Saturday, April 22, 2006

Samuel G. Freedman on Poynter Online

"Letters to a Young Journalist" doesn't shy away from the hard truths of the newsroom. "Journalism," Freedman writes, "is a business of proving yourself anew every single story, every single day... None of us are in this for the money or the acclaim."
Samuel G. Freedman

Poynter Online, everything you need to be a better journalist ...

It's an interesting site but today it was the article titled 'The Wisdom of Ages: Letters to a Young Journalist' that drew me in.

Chip Scanlan's interview with Samuel G. Freedman, 'author of a new book of wisdom for young (and not-so-young-anymore) journalists' is worth reading.

Scanlan quotes John Steinbeck's words to a young writer in the introduction to his interview with Freedman: "Forget your generalized audience. In the first place, the nameless, faceless audience will scare you to death and in the second place, unlike the theatre, it doesn't exist. I have found that sometimes it helps to pick out one person, a real person you know, or an imagined person -- and write to that one."
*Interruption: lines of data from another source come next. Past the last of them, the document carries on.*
//! Simulation clock and the three scenario runs.
//!
//! A run advances a fixed-interval clock. Positions come from the closed-form
//! formulas, never from integration, so the stop time of every scenario is
//! known up front and the result is reported at the exact event time rather
//! than at the first tick past it.

use serde::{Deserialize, Serialize};

use crate::kinematics::{
    apex_height, degrees_to_radians, linear_position, projectile_position, time_to_ground,
    vertical_position, vertical_velocity,
};
use crate::{Constants, MotionKind, PhysicsConfig, SetupError, SimulationResult};

// ---------------------------------------------------------------------------
// Clock
// ---------------------------------------------------------------------------

#[derive(Debug, Clone, PartialEq)]
pub struct SimClock {
    elapsed: f64,
    dt: f64,
    running: bool,
}

impl SimClock {
    pub fn new(interval_ms: u32) -> Self {
        Self {
            elapsed: 0.0,
            dt: f64::from(interval_ms) / 1000.0,
            running: false,
        }
    }

    pub fn set_interval_ms(&mut self, interval_ms: u32) {
        self.dt = f64::from(interval_ms) / 1000.0;
    }

    /// Zero the elapsed time and start running.
    pub fn start(&mut self) {
        self.elapsed = 0.0;
        self.running = true;
    }

    pub fn pause(&mut self) {
        self.running = false;
    }

    pub fn resume(&mut self) {
        self.running = true;
    }

    pub fn stop(&mut self) {
        self.running = false;
    }

    pub fn reset(&mut self) {
        self.elapsed = 0.0;
        self.running = false;
    }

    /// Advance by one interval. Returns false (and does nothing) when not running.
    pub fn advance(&mut self) -> bool {
        if self.running {
            self.elapsed += self.dt;
        }
        self.running
    }

    pub fn elapsed(&self) -> f64 {
        self.elapsed
    }

    pub fn dt(&self) -> f64 {
        self.dt
    }

    pub fn is_running(&self) -> bool {
        self.running
    }
}

// ---------------------------------------------------------------------------
// Setups
// ---------------------------------------------------------------------------

#[derive(Debug, Clone, Copy, PartialEq, Serialize, Deserialize)]
pub struct LinearSetup {
    pub initial_position: f64,
    pub velocity: f64,
    /// Stop once the body has covered this distance from its start.
    pub target_distance: Option<f64>,
    /// Stop at this time. Zero means no limit.
    pub time_limit: Option<f64>,
}

#[derive(Debug, Clone, Copy, PartialEq, Serialize, Deserialize)]
pub struct DropSetup {
    pub initial_height: f64,
    /// Positive is upward.
    pub initial_velocity: f64,
    /// Overrides the configured gravity for this run.
    pub gravity: Option<f64>,
}

#[derive(Debug, Clone, Copy, PartialEq, Serialize, Deserialize)]
pub struct LaunchSetup {
    pub speed: f64,
    pub angle_deg: f64,
    pub initial_height: f64,
    pub gravity: Option<f64>,
}

#[derive(Debug, Clone, Copy, PartialEq, Serialize, Deserialize)]
#[serde(tag = "motion")]
pub enum Setup {
    LinearMotion(LinearSetup),
    FreeFall(DropSetup),
    Projectile(LaunchSetup),
}

impl Setup {
    pub fn motion(&self) -> MotionKind {
        match self {
            Setup::LinearMotion(_) => MotionKind::LinearMotion,
            Setup::FreeFall(_) => MotionKind::FreeFall,
            Setup::Projectile(_) => MotionKind::Projectile,
        }
    }

    /// Physics for this run: `base` with the setup's gravity override applied.
    pub fn physics(&self, base: PhysicsConfig) -> PhysicsConfig {
        let gravity_override = match self {
            Setup::LinearMotion(_) => None,
            Setup::FreeFall(drop) => drop.gravity,
            Setup::Projectile(launch) => launch.gravity,
        };
        gravity_override.map_or(base, PhysicsConfig::with_gravity)
    }

    pub fn validate(&self) -> Result<(), SetupError> {
        match self {
            Setup::LinearMotion(linear) => {
                finite("initial_position", linear.initial_position)?;
                finite("velocity", linear.velocity)?;
                if let Some(distance) = linear.target_distance {
                    non_negative("target_distance", distance)?;
                }
                if let Some(limit) = linear.time_limit {
                    non_negative("time_limit", limit)?;
                }
            }
            Setup::FreeFall(drop) => {
                non_negative("initial_height", drop.initial_height)?;
                finite("initial_velocity", drop.initial_velocity)?;
                if let Some(g) = drop.gravity {
                    positive_gravity(g)?;
                }
            }
            Setup::Projectile(launch) => {
                non_negative("speed", launch.speed)?;
                non_negative("initial_height", launch.initial_height)?;
                finite("angle_deg", launch.angle_deg)?;
                if !(0.0..=90.0).contains(&launch.angle_deg) {
                    return Err(SetupError::AngleOutOfRange(launch.angle_deg));
                }
                if let Some(g) = launch.gravity {
                    positive_gravity(g)?;
                }
            }
        }
        Ok(())
    }
}

fn finite(field: &'static str, value: f64) -> Result<(), SetupError> {
    if value.is_finite() {
        Ok(())
    } else {
        Err(SetupError::NonFinite { field })
    }
}

fn non_negative(field: &'static str, value: f64) -> Result<(), SetupError> {
    finite(field, value)?;
    if value < 0.0 {
        return Err(SetupError::Negative { field, value });
    }
    Ok(())
}

fn positive_gravity(gravity: f64) -> Result<(), SetupError> {
    if gravity.is_finite() && gravity > 0.0 {
        Ok(())
    } else {
        Err(SetupError::NonPositiveGravity(gravity))
    }
}

// ---------------------------------------------------------------------------
// Run state
// ---------------------------------------------------------------------------

#[derive(Debug, Clone, Copy, PartialEq, Eq, Serialize, Deserialize)]
pub enum StopReason {
    TargetReached,
    TimeLimit,
    GroundImpact,
    Timeout,
    Manual,
}

/// Kinematic state at the current time. `x` is horizontal, `y` is height.
#[derive(Debug, Clone, Copy, PartialEq, Default, Serialize, Deserialize)]
pub struct MotionState {
    pub time: f64,
    pub x: f64,
    pub y: f64,
    pub vx: f64,
    pub vy: f64,
}

#[derive(Debug, Clone, Copy, PartialEq, Serialize, Deserialize)]
pub struct Sample {
    pub t: f64,
    pub x: f64,
    pub y: f64,
}

#[derive(Debug, Clone, PartialEq)]
pub enum StepOutcome {
    /// The clock advanced and the run continues.
    Running,
    /// The clock is paused or not started; nothing changed.
    Paused,
    /// The run ended on this step. Returned exactly once per run.
    Finished(SimulationResult),
    /// The run had already finished.
    Idle,
}

#[derive(Debug, Clone)]
pub struct Simulation {
    setup: Setup,
    physics: PhysicsConfig,
    clock: SimClock,
    /// Earliest scheduled stop: (time, reason).
    stop_at: (f64, StopReason),
    max_samples: usize,
    state: MotionState,
    trajectory: Vec<Sample>,
    stop_reason: Option<StopReason>,
    result: Option<SimulationResult>,
    finalized: bool,
}

impl Simulation {
    pub fn new(
        setup: Setup,
        base_physics: PhysicsConfig,
        constants: &Constants,
    ) -> Result<Self, SetupError> {
        setup.validate()?;
        if constants.tick_interval_ms == 0 {
            return Err(SetupError::ZeroInterval);
        }
        let physics = setup.physics(base_physics);
        positive_gravity(physics.gravity)?;
        non_negative("max_run_seconds", constants.max_run_seconds)?;

        let stop_at = scheduled_stop(&setup, physics.gravity, constants.max_run_seconds);
        let mut simulation = Self {
            setup,
            physics,
            clock: SimClock::new(constants.tick_interval_ms),
            stop_at,
            max_samples: constants.max_trajectory_samples,
            state: MotionState::default(),
            trajectory: Vec::new(),
            stop_reason: None,
            result: None,
            finalized: false,
        };
        simulation.rewind();
        Ok(simulation)
    }

    /// Start (or restart) the clock from zero.
    pub fn start(&mut self) {
        if self.finalized {
            return;
        }
        self.rewind();
        self.clock.start();
    }

    pub fn pause(&mut self) {
        self.clock.pause();
    }

    pub fn resume(&mut self) {
        if !self.finalized {
            self.clock.resume();
        }
    }

    /// Advance one tick and apply the scenario's stop conditions.
    pub fn step(&mut self) -> StepOutcome {
        if self.finalized {
            return StepOutcome::Idle;
        }
        if !self.clock.advance() {
            return StepOutcome::Paused;
        }
        let (stop_time, reason) = self.stop_at;
        let t = self.clock.elapsed();
        if t >= stop_time {
            self.state = self.state_at(stop_time, Some(reason));
            self.record_sample();
            return StepOutcome::Finished(self.finalize(reason));
        }
        self.state = self.state_at(t, None);
        self.record_sample();
        StepOutcome::Running
    }

    /// End the run where it stands. Returns the result only if this call
    /// concluded the run.
    pub fn stop(&mut self) -> Option<SimulationResult> {
        if self.finalized {
            return None;
        }
        Some(self.finalize(StopReason::Manual))
    }

    /// Clear the finished run so the same setup can be played again.
    pub fn reset(&mut self) {
        self.clock.reset();
        self.finalized = false;
        self.result = None;
        self.stop_reason = None;
        self.rewind();
    }

    /// Start if needed and step until the run finishes.
    pub fn run_to_end(&mut self) -> SimulationResult {
        if let Some(result) = self.result {
            return result;
        }
        if !self.clock.is_running() {
            self.clock.resume();
        }
        loop {
            if let StepOutcome::Finished(result) = self.step() {
                return result;
            }
        }
    }

    pub fn setup(&self) -> &Setup {
        &self.setup
    }

    pub fn physics(&self) -> PhysicsConfig {
        self.physics
    }

    pub fn clock(&self) -> &SimClock {
        &self.clock
    }

    pub fn state(&self) -> MotionState {
        self.state
    }

    pub fn trajectory(&self) -> &[Sample] {
        &self.trajectory
    }

    pub fn stop_reason(&self) -> Option<StopReason> {
        self.stop_reason
    }

    pub fn result(&self) -> Option<SimulationResult> {
        self.result
    }

    pub fn is_finished(&self) -> bool {
        self.finalized
    }

    fn rewind(&mut self) {
        self.state = self.state_at(0.0, None);
        self.trajectory.clear();
        self.record_sample();
    }

    fn record_sample(&mut self) {
        if self.trajectory.len() < self.max_samples {
            self.trajectory.push(Sample {
                t: self.state.time,
                x: self.state.x,
                y: self.state.y,
            });
        }
    }

    fn finalize(&mut self, reason: StopReason) -> SimulationResult {
        self.clock.stop();
        self.finalized = true;
        self.stop_reason = Some(reason);
        let result = self.build_result();
        self.result = Some(result);
        result
    }

    fn state_at(&self, t: f64, reason: Option<StopReason>) -> MotionState {
        let g = self.physics.gravity;
        let on_ground = reason == Some(StopReason::GroundImpact);
        match self.setup {
            Setup::LinearMotion(linear) => MotionState {
                time: t,
                x: linear_position(linear.initial_position, linear.velocity, t),
                y: 0.0,
                vx: linear.velocity,
                vy: 0.0,
            },
            Setup::FreeFall(drop) => {
                if on_ground {
                    MotionState {
                        time: t,
                        ..MotionState::default()
                    }
                } else {
                    MotionState {
                        time: t,
                        x: 0.0,
                        y: vertical_position(drop.initial_height, drop.initial_velocity, g, t),
                        vx: 0.0,
                        vy: vertical_velocity(drop.initial_velocity, g, t),
                    }
                }
            }
            Setup::Projectile(launch) => {
                let angle = degrees_to_radians(launch.angle_deg);
                let (x, y) = projectile_position(launch.speed, angle, launch.initial_height, g, t);
                MotionState {
                    time: t,
                    x,
                    y: if on_ground { 0.0 } else { y },
                    vx: launch.speed * angle.cos(),
                    vy: vertical_velocity(launch.speed * angle.sin(), g, t),
                }
            }
        }
    }

    fn build_result(&self) -> SimulationResult {
        let t = self.state.time;
        let divisor = if t > 0.0 { t } else { 1.0 };
        match self.setup {
            Setup::LinearMotion(linear) => SimulationResult::new(
                t,
                self.state.x,
                (self.state.x - linear.initial_position) / divisor,
            ),
            Setup::FreeFall(drop) => {
                let g = self.physics.gravity;
                // Highest point reached so far: the apex if it has passed.
                let apex_time = (drop.initial_velocity / g).max(0.0);
                let peak = if t >= apex_time {
                    apex_height(drop.initial_height, drop.initial_velocity, g)
                } else {
                    vertical_position(drop.initial_height, drop.initial_velocity, g, t)
                };
                SimulationResult::new(t, peak, (self.state.y - drop.initial_height) / divisor)
            }
            Setup::Projectile(_) => SimulationResult::new(t, self.state.x, self.state.x / divisor),
        }
    }
}

/// Earliest stop event for a setup. Ties keep the first candidate.
fn scheduled_stop(setup: &Setup, gravity: f64, max_run_seconds: f64) -> (f64, StopReason) {
    let mut candidates: Vec<(f64, StopReason)> = Vec::new();
    match setup {
        Setup::LinearMotion(linear) => {
            if let Some(distance) = linear.target_distance {
                if distance <= 0.0 {
                    candidates.push((0.0, StopReason::TargetReached));
                } else if linear.velocity > 0.0 {
                    candidates.push((distance / linear.velocity, StopReason::TargetReached));
                }
            }
            if let Some(limit) = linear.time_limit.filter(|limit| *limit > 0.0) {
                candidates.push((limit, StopReason::TimeLimit));
            }
        }
        Setup::FreeFall(drop) => {
            if let Some(t) = time_to_ground(drop.initial_height, drop.initial_velocity, gravity) {
                candidates.push((t, StopReason::GroundImpact));
            }
        }
        Setup::Projectile(launch) => {
            let vy = launch.speed * degrees_to_radians(launch.angle_deg).sin();
            if let Some(t) = time_to_ground(launch.initial_height, vy, gravity) {
                candidates.push((t, StopReason::GroundImpact));
            }
        }
    }
    candidates.push((max_run_seconds, StopReason::Timeout));
    candidates
        .into_iter()
        .fold(None, |earliest: Option<(f64, StopReason)>, candidate| match earliest {
            Some(current) if current.0 <= candidate.0 => Some(current),
            _ => Some(candidate),
        })
        .unwrap_or((max_run_seconds, StopReason::Timeout))
}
There's an excerpt from Freedman's book here, taken from the chapter titled 'Tacking'

As a reporter you will be tacking, too, between the shores of truth and justice, trying to hold your direction true north. Our lives would be easier, though much less interesting, if truth and justice were always on the same side, if human events were a pageant of good versus evil. As the Rwanda genocide and the Enron fraud show, there are times when the world does divide in such a polar way, and those times can lift a burden from a journalist's conscience.

Chip asked, 'Why did you write "Letters to a Young Journalist?' and Freedman replied with, 'The narrow, literal answer would be that Basic Books asked me. Basic has been doing a series of mentoring books modeled on [Rainer Maria] Rilke's famous "Letters To A Young Poet.'"

But I liked this part of his answer more, I savored the chance to write about how a journalist encounters the world, engages with it, makes sense of it in written or broadcast form.

Gangrey.com posts some great stories. Yes, guilty again but I needed to write this up for future reference.